TO: CLOSED-END INVESTMENT COMPANY MEMBERS No. 76-11
FIXED-INCOME ADVISORY COMMITTEE No. 77-11
SEC RULES MEMBERS No. 129-11
SMALL FUNDS MEMBERS No. 63-11 RE: ICI FILES COMMENT LETTER ON SEC NOTICE OF PROPOSED RULEMAKING ON TREATMENT OF ASSET-BACKED ISSUERS

 

On November 7, 2011, ICI filed a comment letter on the advance notice of proposed rulemaking issued by the Securities and Exchange Commission (the “Commission”) regarding Rule 3a-7 under the Investment Company Act of 1940 (the “Investment Company Act”), a rule that provides certain asset-backed securities (“ABS”) issuers with a conditional exclusion from the definition of investment company. [*] Our comment letter is attached, and is summarized briefly below.

The comment letter states that, to the extent the Commission believes it is necessary to replace the credit rating conditions currently in Rule 3a-7, ICI recommends that the Commission bear in mind several principles as it considers possible replacements.

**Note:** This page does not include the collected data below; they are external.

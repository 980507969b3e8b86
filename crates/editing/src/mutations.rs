//! Single-gesture edits: straighten, reverse, delete, move, rotate.

use geo::{AffineOps, AffineTransform};
use geo_types::{Geometry, LineString, MultiLineString};
use tracing::debug;

use mapedit_core::prelude::*;

use crate::centroid::vertex_mean_of;

/// Replace each selected line with its endpoint chord.
pub struct Straighten;

impl EditOperation for Straighten {
    type Params = ();

    fn name(&self) -> &'static str {
        "straighten"
    }

    fn description(&self) -> &'static str {
        "Drop interior vertices, keeping only a line's endpoints"
    }

    fn apply(
        &self,
        store: &mut FeatureStore,
        _kernel: &dyn GeometryKernel,
        selection: &[FeatureId],
        _params: (),
    ) -> Result<Commit> {
        let mut replacements = Vec::with_capacity(selection.len());
        for &id in selection {
            let straightened = match store.geometry(id)? {
                Geometry::LineString(ls) => Geometry::LineString(chord(ls)),
                Geometry::MultiLineString(mls) => Geometry::MultiLineString(
                    MultiLineString::new(mls.0.iter().map(chord).collect()),
                ),
                other => return Err(unsupported(other)),
            };
            replacements.push((id, straightened));
        }
        replace_all(store, replacements, "straightened")
    }
}

fn chord(line: &LineString<f64>) -> LineString<f64> {
    match (line.0.first(), line.0.last()) {
        (Some(&first), Some(&last)) if line.0.len() > 2 => LineString::new(vec![first, last]),
        _ => line.clone(),
    }
}

/// Reverse the vertex order of each selected line.
pub struct Reverse;

impl EditOperation for Reverse {
    type Params = ();

    fn name(&self) -> &'static str {
        "reverse"
    }

    fn description(&self) -> &'static str {
        "Reverse a line's direction of travel"
    }

    fn apply(
        &self,
        store: &mut FeatureStore,
        _kernel: &dyn GeometryKernel,
        selection: &[FeatureId],
        _params: (),
    ) -> Result<Commit> {
        let mut replacements = Vec::with_capacity(selection.len());
        for &id in selection {
            let reversed = match store.geometry(id)? {
                Geometry::LineString(ls) => Geometry::LineString(reversed_line(ls)),
                Geometry::MultiLineString(mls) => Geometry::MultiLineString(MultiLineString::new(
                    mls.0.iter().map(reversed_line).collect(),
                )),
                other => return Err(unsupported(other)),
            };
            replacements.push((id, reversed));
        }
        replace_all(store, replacements, "reversed")
    }
}

fn reversed_line(line: &LineString<f64>) -> LineString<f64> {
    LineString::new(line.0.iter().rev().copied().collect())
}

/// Remove the selected features.
pub struct Delete;

impl EditOperation for Delete {
    type Params = ();

    fn name(&self) -> &'static str {
        "delete"
    }

    fn description(&self) -> &'static str {
        "Remove the selected features from the store"
    }

    fn apply(
        &self,
        store: &mut FeatureStore,
        _kernel: &dyn GeometryKernel,
        selection: &[FeatureId],
        _params: (),
    ) -> Result<Commit> {
        for &id in selection {
            if !store.contains(id) {
                return Err(Error::UnknownFeature(id));
            }
        }
        let mut commit = Commit::new();
        for &id in selection {
            store.remove(id);
            commit.removed.push(id);
        }
        debug!(features = commit.removed.len(), "deleted");
        Ok(commit)
    }
}

/// Parameters for translation
#[derive(Debug, Clone, Copy, Default)]
pub struct TranslateParams {
    pub dx: f64,
    pub dy: f64,
}

/// Shift each selected feature by a fixed offset.
pub struct Translate;

impl EditOperation for Translate {
    type Params = TranslateParams;

    fn name(&self) -> &'static str {
        "translate"
    }

    fn description(&self) -> &'static str {
        "Move features by an offset in map units"
    }

    fn apply(
        &self,
        store: &mut FeatureStore,
        _kernel: &dyn GeometryKernel,
        selection: &[FeatureId],
        params: Self::Params,
    ) -> Result<Commit> {
        let transform = AffineTransform::translate(params.dx, params.dy);
        let mut replacements = Vec::with_capacity(selection.len());
        for &id in selection {
            replacements.push((id, store.geometry(id)?.affine_transform(&transform)));
        }
        replace_all(store, replacements, "translated")
    }
}

/// Parameters for rotation
#[derive(Debug, Clone, Copy)]
pub struct RotateParams {
    /// Counter-clockwise angle in degrees.
    pub angle_deg: f64,
}

impl Default for RotateParams {
    /// A quarter turn clockwise, the common map-editing gesture.
    fn default() -> Self {
        Self { angle_deg: -90.0 }
    }
}

/// Rotate the selection as a block about its vertex-mean centroid.
pub struct Rotate;

impl EditOperation for Rotate {
    type Params = RotateParams;

    fn name(&self) -> &'static str {
        "rotate"
    }

    fn description(&self) -> &'static str {
        "Rotate features about the selection's vertex-mean centroid"
    }

    fn apply(
        &self,
        store: &mut FeatureStore,
        _kernel: &dyn GeometryKernel,
        selection: &[FeatureId],
        params: Self::Params,
    ) -> Result<Commit> {
        let mut geometries = Vec::with_capacity(selection.len());
        for &id in selection {
            geometries.push((id, store.geometry(id)?));
        }
        let anchor = vertex_mean_of(geometries.iter().map(|(_, g)| *g)).ok_or(
            Error::SelectionTooSmall {
                needed: 1,
                found: 0,
            },
        )?;

        let transform = AffineTransform::rotate(params.angle_deg, anchor);
        let replacements: Vec<_> = geometries
            .into_iter()
            .map(|(id, g)| (id, g.affine_transform(&transform)))
            .collect();
        replace_all(store, replacements, "rotated")
    }
}

fn unsupported(geometry: &Geometry<f64>) -> Error {
    match GeometryKind::of(geometry) {
        Some(kind) => Error::UnsupportedKind(kind),
        None => Error::UnsupportedGeometry(mapedit_core::feature::geometry_type_name(geometry)),
    }
}

fn replace_all(
    store: &mut FeatureStore,
    replacements: Vec<(FeatureId, Geometry<f64>)>,
    verb: &'static str,
) -> Result<Commit> {
    let mut commit = Commit::new();
    for (id, geometry) in replacements {
        store.replace_geometry(id, geometry)?;
        commit.replaced.push(id);
    }
    debug!(features = commit.replaced.len(), verb, "applied");
    Ok(commit)
}

#[cfg(test)]
mod tests {
    use super::*;
    use crate::kernel::GeoKernel;
    use geo::CoordsIter;
    use geo_types::{line_string, point};

    fn bent_line() -> Geometry<f64> {
        line_string![(x: 0.0, y: 0.0), (x: 1.0, y: 5.0), (x: 2.0, y: 0.0)].into()
    }

    #[test]
    fn test_straighten_keeps_endpoints() {
        let mut store = FeatureStore::new();
        let id = store.add(bent_line()).unwrap();

        Straighten.apply(&mut store, &GeoKernel, &[id], ()).unwrap();

        assert_eq!(
            store.geometry(id).unwrap(),
            &line_string![(x: 0.0, y: 0.0), (x: 2.0, y: 0.0)].into()
        );
    }

    #[test]
    fn test_straighten_two_vertex_line_is_idempotent() {
        let mut store = FeatureStore::new();
        let id = store
            .add(line_string![(x: 0.0, y: 0.0), (x: 2.0, y: 0.0)].into())
            .unwrap();
        Straighten.apply(&mut store, &GeoKernel, &[id], ()).unwrap();
        assert_eq!(
            store.geometry(id).unwrap(),
            &line_string![(x: 0.0, y: 0.0), (x: 2.0, y: 0.0)].into()
        );
    }

    #[test]
    fn test_straighten_applies_per_part() {
        let mut store = FeatureStore::new();
        let id = store
            .add(
                MultiLineString::new(vec![
                    line_string![(x: 0.0, y: 0.0), (x: 1.0, y: 5.0), (x: 2.0, y: 0.0)],
                    line_string![(x: 10.0, y: 0.0), (x: 11.0, y: 5.0), (x: 12.0, y: 0.0)],
                ])
                .into(),
            )
            .unwrap();

        Straighten.apply(&mut store, &GeoKernel, &[id], ()).unwrap();

        match store.geometry(id).unwrap() {
            Geometry::MultiLineString(mls) => {
                assert_eq!(mls.0.len(), 2, "part count unchanged");
                assert_eq!(mls.0[0], line_string![(x: 0.0, y: 0.0), (x: 2.0, y: 0.0)]);
                assert_eq!(mls.0[1], line_string![(x: 10.0, y: 0.0), (x: 12.0, y: 0.0)]);
            }
            other => panic!("expected a multilinestring, got {:?}", other),
        }
    }

    #[test]
    fn test_straighten_rejects_points() {
        let mut store = FeatureStore::new();
        let id = store.add(point! { x: 0.0, y: 0.0 }.into()).unwrap();
        let err = Straighten
            .apply(&mut store, &GeoKernel, &[id], ())
            .unwrap_err();
        assert_eq!(err, Error::UnsupportedKind(GeometryKind::Point));
    }

    #[test]
    fn test_reverse_twice_restores() {
        let mut store = FeatureStore::new();
        let id = store.add(bent_line()).unwrap();

        Reverse.apply(&mut store, &GeoKernel, &[id], ()).unwrap();
        assert_eq!(
            store.geometry(id).unwrap(),
            &line_string![(x: 2.0, y: 0.0), (x: 1.0, y: 5.0), (x: 0.0, y: 0.0)].into()
        );

        Reverse.apply(&mut store, &GeoKernel, &[id], ()).unwrap();
        assert_eq!(store.geometry(id).unwrap(), &bent_line());
    }

    #[test]
    fn test_delete_removes_all_or_nothing() {
        let mut store = FeatureStore::new();
        let a = store.add(point! { x: 0.0, y: 0.0 }.into()).unwrap();
        let ghost = FeatureId(999);

        let err = Delete
            .apply(&mut store, &GeoKernel, &[a, ghost], ())
            .unwrap_err();
        assert_eq!(err, Error::UnknownFeature(ghost));
        assert!(store.contains(a), "nothing removed on failure");

        let commit = Delete.apply(&mut store, &GeoKernel, &[a], ()).unwrap();
        assert_eq!(commit.removed, vec![a]);
        assert!(store.is_empty());
    }

    #[test]
    fn test_translate_shifts_coordinates() {
        let mut store = FeatureStore::new();
        let id = store.add(point! { x: 1.0, y: 2.0 }.into()).unwrap();

        Translate
            .apply(
                &mut store,
                &GeoKernel,
                &[id],
                TranslateParams { dx: 3.0, dy: -1.0 },
            )
            .unwrap();

        assert_eq!(
            store.geometry(id).unwrap(),
            &point! { x: 4.0, y: 1.0 }.into()
        );
    }

    #[test]
    fn test_rotate_quarter_turn_about_shared_centroid() {
        let mut store = FeatureStore::new();
        let a = store.add(point! { x: 0.0, y: 0.0 }.into()).unwrap();
        let b = store.add(point! { x: 2.0, y: 0.0 }.into()).unwrap();

        Rotate
            .apply(
                &mut store,
                &GeoKernel,
                &[a, b],
                RotateParams { angle_deg: 90.0 },
            )
            .unwrap();

        // Anchor is (1, 0); after a quarter turn the points sit on the
        // vertical line through it, still opposite each other.
        let ca = store.geometry(a).unwrap().coords_iter().next().unwrap();
        let cb = store.geometry(b).unwrap().coords_iter().next().unwrap();
        assert!((ca.x - 1.0).abs() < 1e-9 && (cb.x - 1.0).abs() < 1e-9);
        assert!((ca.y + cb.y).abs() < 1e-9, "points stay opposite the anchor");
        assert!((ca.y.abs() - 1.0).abs() < 1e-9);
    }

    #[test]
    fn test_rotate_round_trip() {
        let mut store = FeatureStore::new();
        let id = store.add(bent_line()).unwrap();

        Rotate
            .apply(&mut store, &GeoKernel, &[id], RotateParams { angle_deg: 37.0 })
            .unwrap();
        Rotate
            .apply(&mut store, &GeoKernel, &[id], RotateParams { angle_deg: -37.0 })
            .unwrap();

        let back: Vec<_> = store.geometry(id).unwrap().coords_iter().collect();
        let orig: Vec<_> = bent_line().coords_iter().collect();
        for (o, b) in orig.iter().zip(&back) {
            assert!(
                (o.x - b.x).abs() < 1e-9 && (o.y - b.y).abs() < 1e-9,
                "rotating back must restore {:?}, got {:?}",
                o,
                b
            );
        }
    }
}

These principles are that:

  • Any new conditions, in addition to addressing investor protection concerns under the Investment Company Act, should be related closely to Rule 3a-7’s purpose of distinguishing those ABS issuers that rely on the rule from registered investment companies.
  • If the Commission is considering adding new conditions that are drawn from rules already applicable to ABS issuers, it should ensure that those conditions would not be duplicative of, and are consistent with, requirements that already are applicable to ABS. It also should ensure that applying those conditions would not result in unintended consequences in the ABS markets. These consequences could include costs that exceed the benefits of any new conditions, such that they would impair supply and capital formation, or potential regulatory arbitrage.
  • The Commission should take a holistic view of the potential implications for the ABS markets and investors of any new or revised conditions it may consider. It should consider the potential implications not just under Rule 3a-7, but also in combination with any potential changes to Section 3(c)(5)(C) of the Investment Company Act, as well as the rule that recently has been proposed to implement the “Volker Rule.”

In addition, the letter raises a concern about the implications for registered investment companies if the Commission were to adopt an interpretation in which it deems a Rule 3a-7 issuer to be an “investment company” as defined in the Investment Company Act, as such an interpretation could unintentionally and unnecessarily limit registered investment companies’ investments in ABS.

 

Sarah A. Bessin
Senior Counsel

Attachment

endnotes

 [*] See ICI Memorandum No. 25482 (Sept. 13, 2011), available at http://www.ici.org/my_ici/memorandum/memo25482.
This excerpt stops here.